▶ _Material to process_:
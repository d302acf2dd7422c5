//! Topic selector resolution inside the trusted rule-card root.
//!
//! Every file that reaches the loader comes through [`Resolver::resolve`].
//! Selectors are checked lexically before any filesystem access, then the
//! joined path and every discovered file are canonicalized and re-checked
//! against the canonical root so symlinks cannot lead out of the tree.

use std::collections::{BTreeMap, BTreeSet};
use std::path::{Component, Path, PathBuf};

use tracing::{debug, warn};
use walkdir::WalkDir;

use rulecard_core::{CompileError, Result, SecurityError, SecurityViolation};

/// Substrings that have no business in a topic name.
const METACHARACTERS: &[&str] = &[";", "|", "`", "$(", "&&", "\n", "\r", "\0"];

/// Lexical safety check for a selector or relative output path.
///
/// Rejects empty input, absolute paths, `..` components and shell
/// metacharacters. Performs no I/O.
pub fn validate_selector(selector: &str) -> std::result::Result<(), SecurityError> {
    let violation = |reason| Err(SecurityError::new(selector, reason));

    if selector.trim().is_empty() {
        return violation(SecurityViolation::Empty);
    }
    if let Some(&m) = METACHARACTERS.iter().find(|m| selector.contains(**m)) {
        return violation(SecurityViolation::Metacharacter(m));
    }
    if selector.starts_with('/') || selector.starts_with('\\') || has_drive_prefix(selector) {
        return violation(SecurityViolation::Absolute);
    }
    if selector.split(['/', '\\']).any(|part| part == "..") {
        return violation(SecurityViolation::Traversal);
    }

    let path = Path::new(selector);
    for component in path.components() {
        match component {
            Component::Normal(_) | Component::CurDir => {}
            Component::ParentDir => return violation(SecurityViolation::Traversal),
            Component::RootDir | Component::Prefix(_) => {
                return violation(SecurityViolation::Absolute)
            }
        }
    }
    Ok(())
}

fn has_drive_prefix(s: &str) -> bool {
    let bytes = s.as_bytes();
    bytes.len() >= 2 && bytes[0].is_ascii_alphabetic() && bytes[1] == b':'
}

/// Check that `candidate` (already canonical) stays under `root` (canonical).
pub fn ensure_within(
    root: &Path,
    candidate: &Path,
    selector: &str,
) -> std::result::Result<(), SecurityError> {
    if candidate.starts_with(root) {
        Ok(())
    } else {
        Err(SecurityError::new(selector, SecurityViolation::OutsideRoot))
    }
}

/// Expands topic selectors into sorted lists of `*.yml` files.
#[derive(Debug, Clone)]
pub struct Resolver {
    root: PathBuf,
    topic_dirs: BTreeMap<String, String>,
}

impl Resolver {
    /// Canonicalizes the root up front; a missing root is an I/O error.
    pub fn new(root: &Path, topic_dirs: BTreeMap<String, String>) -> Result<Self> {
        let root = root.canonicalize().map_err(|e| CompileError::io(root, e))?;
        Ok(Self { root, topic_dirs })
    }

    /// Canonical trusted root.
    pub fn root(&self) -> &Path {
        &self.root
    }

    /// Subdirectory a topic maps to, `topic` itself when unmapped.
    fn topic_subdir<'a>(&'a self, topic: &'a str) -> &'a str {
        self.topic_dirs.get(topic).map(String::as_str).unwrap_or(topic)
    }

    /// All `*.yml` files under `root/<topic dir>/`, recursively, sorted.
    pub fn resolve(&self, topic: &str) -> Result<Vec<PathBuf>> {
        validate_selector(topic)?;
        let subdir = self.topic_subdir(topic);
        if subdir != topic {
            validate_selector(subdir)?;
        }

        let joined = self.root.join(subdir);
        if !joined.exists() {
            return Err(CompileError::MissingTopic {
                topic: topic.to_string(),
                path: joined,
            });
        }
        let dir = joined.canonicalize().map_err(|e| CompileError::io(&joined, e))?;
        ensure_within(&self.root, &dir, topic)?;
        if !dir.is_dir() {
            return Err(CompileError::MissingTopic {
                topic: topic.to_string(),
                path: dir,
            });
        }

        let mut files = Vec::new();
        let walker = WalkDir::new(&dir)
            .follow_links(false)
            .sort_by_file_name()
            .into_iter()
            .filter_entry(|e| e.depth() == 0 || !is_hidden(e.file_name()));
        for entry in walker {
            let entry = entry.map_err(|e| {
                let path = e.path().unwrap_or(&dir).to_path_buf();
                CompileError::io(path, e.into())
            })?;
            let path = entry.path();
            if !is_rule_file(path) {
                continue;
            }
            if entry.path_is_symlink() {
                // Only follow symlinked files that land back inside the root.
                let target = path.canonicalize().map_err(|e| CompileError::io(path, e))?;
                ensure_within(&self.root, &target, topic)?;
                if !target.is_file() {
                    continue;
                }
            } else if !entry.file_type().is_file() {
                continue;
            }
            files.push(path.to_path_buf());
        }

        files.sort();
        if files.is_empty() {
            warn!(topic = %topic, path = %dir.display(), "topic contains no rule cards");
        }
        debug!(topic = %topic, count = files.len(), "resolved topic");
        Ok(files)
    }

    /// Union of several topics, sorted and de-duplicated.
    pub fn resolve_all<S: AsRef<str>>(&self, topics: &[S]) -> Result<Vec<PathBuf>> {
        // Check every selector before touching the filesystem for any of them.
        for topic in topics {
            validate_selector(topic.as_ref())?;
        }
        let mut all = BTreeSet::new();
        for topic in topics {
            all.extend(self.resolve(topic.as_ref())?);
        }
        Ok(all.into_iter().collect())
    }
}

fn is_hidden(name: &std::ffi::OsStr) -> bool {
    name.to_str().map(|n| n.starts_with('.')).unwrap_or(false)
}

fn is_rule_file(path: &Path) -> bool {
    path.extension().and_then(|e| e.to_str()) == Some("yml")
}
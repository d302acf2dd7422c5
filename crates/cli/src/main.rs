mod cli;
mod report;

use std::path::{Path, PathBuf};
use std::process::ExitCode;

use anyhow::{Context, Result};
use clap::Parser;
use tracing::debug;

use rulecard_compiler::driver::Compiler;
use rulecard_compiler::loader::check_files;
use rulecard_core::{CompilerConfig, FailurePolicy};

use crate::cli::{CheckArgs, CliArgs, Command, CompileArgs};

/// Config file picked up from the working directory when `--config` is absent.
const DEFAULT_CONFIG_FILE: &str = "rulecard.toml";

/// Any agent or card failed.
const EXIT_FAILED: u8 = 1;
/// The run could not start (config, manifest, source root).
const EXIT_FATAL: u8 = 2;

fn main() -> ExitCode {
    let args = CliArgs::parse();
    init_tracing(args.verbose);

    match run(args) {
        Ok(code) => code,
        Err(e) => {
            eprintln!("error: {e:#}");
            ExitCode::from(EXIT_FATAL)
        }
    }
}

fn init_tracing(verbose: u8) {
    let default = match verbose {
        0 => "warn",
        1 => "info",
        _ => "debug",
    };
    tracing_subscriber::fmt()
        .with_env_filter(
            tracing_subscriber::EnvFilter::try_from_default_env()
                .unwrap_or_else(|_| tracing_subscriber::EnvFilter::new(default)),
        )
        .with_target(false)
        .with_writer(std::io::stderr)
        .init();
}

fn run(args: CliArgs) -> Result<ExitCode> {
    let config = load_config(args.config.as_deref())?;
    match args.command {
        Command::Compile(c) => compile(config, c),
        Command::Check(c) => check(c),
    }
}

fn load_config(path: Option<&Path>) -> Result<CompilerConfig> {
    let path = path
        .map(Path::to_path_buf)
        .unwrap_or_else(|| PathBuf::from(DEFAULT_CONFIG_FILE));
    debug!(path = %path.display(), "loading config");
    CompilerConfig::load(&path).with_context(|| format!("failed to load config: {}", path.display()))
}

/// Flags win over the config file.
fn apply_overrides(mut config: CompilerConfig, args: &CompileArgs) -> CompilerConfig {
    if let Some(ref root) = args.source_root {
        config.source_root = root.clone();
    }
    if let Some(ref out) = args.output_dir {
        config.output_dir = out.clone();
    }
    if args.all_or_nothing {
        config.policy = FailurePolicy::AllOrNothing;
    }
    if args.parallel {
        config.parallel = true;
    }
    if args.no_vcs {
        config.use_vcs = false;
    }
    if args.validate_only {
        config.validate_only = true;
    }
    config
}

fn compile(config: CompilerConfig, args: CompileArgs) -> Result<ExitCode> {
    let config = apply_overrides(config, &args);
    let compiler = Compiler::new(config);

    let manifest = compiler
        .load_manifest(&args.manifest)
        .with_context(|| format!("failed to load manifest: {}", args.manifest.display()))?;
    let report = compiler
        .run(&manifest, &args.agents)
        .context("compile run aborted")?;

    report::print_compile_report(&report, args.report).context("failed to write report")?;
    Ok(if report.success() {
        ExitCode::SUCCESS
    } else {
        ExitCode::from(EXIT_FAILED)
    })
}

fn check(args: CheckArgs) -> Result<ExitCode> {
    let results = check_files(&args.files);
    let failed = report::print_check_results(&results, args.report).context("failed to write report")?;
    Ok(if failed == 0 {
        ExitCode::SUCCESS
    } else {
        ExitCode::from(EXIT_FAILED)
    })
}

▶ _Exercise instructions_: Find all lines holding the word "warn" in the records above and copy them.

▶ _Solution for this task_:
use tracing::{debug, warn};
            warn!(topic = %topic, path = %dir.display(), "topic contains no rule cards");
        0 => "warn",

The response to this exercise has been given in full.